Was the method of randomization adequate (i.e., use of randomly generated assignment)?

  • Yes

Was the treatment allocation concealed (so that assignments could not be predicted)?

  • Yes

Were study participants and providers blinded to treatment group assignment?

  • Yes

Were the people assessing the outcomes blinded to the participants’ group assignments?

  • No

Were the groups similar at baseline on important characteristics that could affect outcomes (e.g., demographics, risk factors, co-morbid conditions)?

  • Yes

Was the overall drop-out rate from the study at endpoint 20% or lower of the number allocated to treatment?

  • No

Was the differential drop-out rate (between treatment groups) at endpoint 15 percentage points or lower?

  • Yes

Was there high adherence to the intervention protocols for each treatment group?

  • Yes

Were other interventions avoided or similar in the groups (e.g., similar background treatments)?

  • Yes

Were outcomes assessed using valid and reliable measures, implemented consistently across all study participants?

  • Yes

Did the authors report that the sample size was sufficiently large to be able to detect a difference in the main outcome between groups with at least 80% power?

  • No

Were outcomes reported or subgroups analyzed prespecified (i.e., identified before analyses were conducted)?

  • Yes

Were all randomized participants analyzed in the group to which they were originally assigned, i.e., did they use an intention-to-treat analysis?

  • Yes

 

Key Finding #1

Mulligan TSLR technique was significantly more effective than typical static stretching, but no significant difference was found between Mulligan TSLR technique and PNF stretching

Key Finding #2

No statistically significant difference was found between typical static stretching and the no-intervention group, although typical static stretching led to significant improvement in hip flexion ROM within the group

 

Please provide your summary of the paper

The authors experimented with three different mobility interventions compared to a control group to determine which intervention had the greatest impact on hip flexion ROM after four weeks. All three interventions demonstrated statistically significant increases in the participants’ hip flexion ROM with the most robust improvements found after using the Mulligan TSLR technique and PNF stretching.

Please provide your clinical interpretation of this paper.  Include how this study may impact clinical practice and how the results can be implemented.
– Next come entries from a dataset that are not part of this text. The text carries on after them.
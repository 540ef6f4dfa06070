//! Dataset write-out.
//!
//! Each dataset lands as `<name>.json` plus a `<name>.js` twin that binds the
//! same array to a browser global. Nothing is written unless the full record
//! set is non-empty and validates; files are staged next to their targets and
//! renamed into place.
//!
//! Both files are staged before either rename. `<name>.json` is renamed first;
//! if the `.js` rename then fails the new JSON stays in place beside the
//! previous `.js`, and no `.tmp` file is left behind.

use std::fs;
use std::io;
use std::path::{Path, PathBuf};

use serde::Serialize;
use thiserror::Error;
use tracing::info;

use crate::records::{RecordKind, TopicVocabulary};
use crate::validate::{validate, Violation};

/// Global the topic vocabulary is bound to.
pub const TOPICS_GLOBAL: &str = "__TOPICS__";

#[derive(Debug, Error)]
pub enum OutputError {
    #[error("refusing to write an empty {0} dataset")]
    Empty(RecordKind),
    #[error(
        "{kind} dataset failed validation with {} violation(s):\n{}",
        .violations.len(),
        join_lines(.violations)
    )]
    Invalid {
        kind: RecordKind,
        violations: Vec<Violation>,
    },
    #[error("failed to serialize dataset: {0}")]
    Serialize(#[from] serde_json::Error),
    #[error("failed to write {path:?}: {source}")]
    Io { path: PathBuf, source: io::Error },
}

fn join_lines(violations: &[Violation]) -> String {
    violations
        .iter()
        .map(|violation| format!("  {violation}"))
        .collect::<Vec<_>>()
        .join("\n")
}

/// Paths of a published dataset.
#[derive(Debug, Clone, PartialEq, Eq)]
pub struct Published {
    pub json: PathBuf,
    pub script: PathBuf,
    pub records: usize,
}

/// Writes validated datasets under one directory.
pub struct DatasetWriter {
    dir: PathBuf,
}

impl DatasetWriter {
    pub fn new(dir: impl Into<PathBuf>) -> Self {
        Self { dir: dir.into() }
    }

    /// Validates `records` and replaces `<kind>.json` and `<kind>.js`.
    pub fn publish<R: Serialize>(
        &self,
        kind: RecordKind,
        records: &[R],
    ) -> Result<Published, OutputError> {
        if records.is_empty() {
            return Err(OutputError::Empty(kind));
        }
        let dataset = serde_json::to_value(records)?;
        validate(kind, &dataset).map_err(|violations| OutputError::Invalid { kind, violations })?;

        let json = serde_json::to_string_pretty(&dataset)?;
        let stem = kind.file_stem();
        let json_path = self.dir.join(format!("{stem}.json"));
        let script_path = self.dir.join(format!("{stem}.js"));
        let script = global_binding(kind.global_name(), &json);
        self.write_pair(
            (json_path.as_path(), json.as_str()),
            (script_path.as_path(), script.as_str()),
        )?;
        info!(path = ?json_path, records = records.len(), "wrote {kind}");
        Ok(Published {
            json: json_path,
            script: script_path,
            records: records.len(),
        })
    }

    /// Writes `topics.js` from the vocabulary the run used.
    pub fn publish_topics(&self, vocab: &TopicVocabulary) -> Result<PathBuf, OutputError> {
        let json = serde_json::to_string_pretty(vocab)?;
        let path = self.dir.join("topics.js");
        self.ensure_dir()?;
        write_atomic(&path, &global_binding(TOPICS_GLOBAL, &json))?;
        Ok(path)
    }

    fn write_pair(&self, first: (&Path, &str), second: (&Path, &str)) -> Result<(), OutputError> {
        self.ensure_dir()?;
        let first_tmp = stage(first.0, first.1)?;
        let second_tmp = stage(second.0, second.1).inspect_err(|_| {
            let _ = fs::remove_file(&first_tmp);
        })?;
        commit(&first_tmp, first.0).inspect_err(|_| {
            let _ = fs::remove_file(&first_tmp);
            let _ = fs::remove_file(&second_tmp);
        })?;
        commit(&second_tmp, second.0).inspect_err(|_| {
            let _ = fs::remove_file(&second_tmp);
        })
    }

    fn ensure_dir(&self) -> Result<(), OutputError> {
        fs::create_dir_all(&self.dir).map_err(|source| OutputError::Io {
            path: self.dir.clone(),
            source,
        })
    }
}

fn global_binding(global: &str, json: &str) -> String {
    format!("window.{global} = {json};\n")
}

fn staging_path(path: &Path) -> PathBuf {
    let mut name = path.file_name().map(|n| n.to_os_string()).unwrap_or_default();
    name.push(".tmp");
    path.with_file_name(name)
}

fn stage(path: &Path, contents: &str) -> Result<PathBuf, OutputError> {
    let tmp = staging_path(path);
    fs::write(&tmp, contents).map_err(|source| OutputError::Io {
        path: tmp.clone(),
        source,
    })?;
    Ok(tmp)
}

fn commit(tmp: &Path, path: &Path) -> Result<(), OutputError> {
    fs::rename(tmp, path).map_err(|source| OutputError::Io {
        path: path.to_path_buf(),
        source,
    })
}

fn write_atomic(path: &Path, contents: &str) -> Result<(), OutputError> {
    let tmp = stage(path, contents)?;
    commit(&tmp, path)
}

#[cfg(test)]
mod tests {
    use super::*;
    use crate::records::QuoteRecord;
    use pretty_assertions::assert_eq;

    fn quote(id: &str, text: &str) -> QuoteRecord {
        QuoteRecord {
            id: id.into(),
            text: text.into(),
            speaker: String::new(),
            listener: String::new(),
            situation: String::new(),
            episode_title: String::new(),
            season: None,
            episode: None,
            source: "Wikiquote".into(),
        }
    }

    #[test]
    fn writes_json_and_global_binding() {
        let dir = tempfile::tempdir().unwrap();
        let writer = DatasetWriter::new(dir.path().join("data"));
        let published = writer
            .publish(RecordKind::Quotes, &[quote("wq-1", "Giddy up!")])
            .unwrap();

        let json = fs::read_to_string(&published.json).unwrap();
        let script = fs::read_to_string(&published.script).unwrap();
        assert_eq!(script, format!("window.__QUOTES__ = {json};\n"));
        let parsed: Vec<QuoteRecord> = serde_json::from_str(&json).unwrap();
        assert_eq!(parsed, vec![quote("wq-1", "Giddy up!")]);
        assert!(!staging_path(&published.json).exists());
    }

    #[test]
    fn empty_run_leaves_existing_files_untouched() {
        let dir = tempfile::tempdir().unwrap();
        let existing = dir.path().join("quotes.json");
        fs::write(&existing, "[{\"id\":\"wq-1\"}]").unwrap();

        let writer = DatasetWriter::new(dir.path());
        let err = writer
            .publish::<QuoteRecord>(RecordKind::Quotes, &[])
            .unwrap_err();
        assert!(matches!(err, OutputError::Empty(RecordKind::Quotes)));
        assert_eq!(fs::read_to_string(&existing).unwrap(), "[{\"id\":\"wq-1\"}]");
        assert!(!dir.path().join("quotes.js").exists());
    }

    #[test]
    fn invalid_records_are_not_written() {
        let dir = tempfile::tempdir().unwrap();
        let writer = DatasetWriter::new(dir.path());
        let err = writer
            .publish(
                RecordKind::Quotes,
                &[quote("wq-1", "Yada yada"), quote("wq-1", "")],
            )
            .unwrap_err();
        match err {
            OutputError::Invalid { violations, .. } => assert_eq!(violations.len(), 2),
            other => panic!("unexpected error: {other}"),
        }
        assert!(fs::read_dir(dir.path()).unwrap().next().is_none());
    }

    #[test]
    fn failed_script_rename_leaves_no_staging_files() {
        let dir = tempfile::tempdir().unwrap();
        let blocked = dir.path().join("quotes.js");
        fs::create_dir(&blocked).unwrap();
        fs::write(blocked.join("keep"), "").unwrap();

        let writer = DatasetWriter::new(dir.path());
        let err = writer
            .publish(RecordKind::Quotes, &[quote("wq-1", "Serenity now!")])
            .unwrap_err();
        assert!(matches!(err, OutputError::Io { ref path, .. } if path == &blocked));

        let json = dir.path().join("quotes.json");
        assert!(json.exists());
        assert!(!staging_path(&json).exists());
        assert!(!staging_path(&blocked).exists());
        assert!(blocked.join("keep").exists());
    }

    #[test]
    fn topics_script_binds_vocabulary() {
        let dir = tempfile::tempdir().unwrap();
        let writer = DatasetWriter::new(dir.path());
        let path = writer
            .publish_topics(&TopicVocabulary::new(["Dating", "Work"]))
            .unwrap();
        let script = fs::read_to_string(path).unwrap();
        assert!(script.starts_with("window.__TOPICS__ = ["));
        assert!(script.ends_with("];\n"));
    }
}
This study suggests that all three approaches can be effective, but clinicians may help patients gain more hip flexion ROM by using either the Mulligan TSLR technique or PNF stretching. One way to implement the findings of this literature is to educate patients experiencing limited hip flexion on how to correctly perform PNF stretching in the clinic and make that a part of their HEP rather than static stretching to maximize gains in mobility.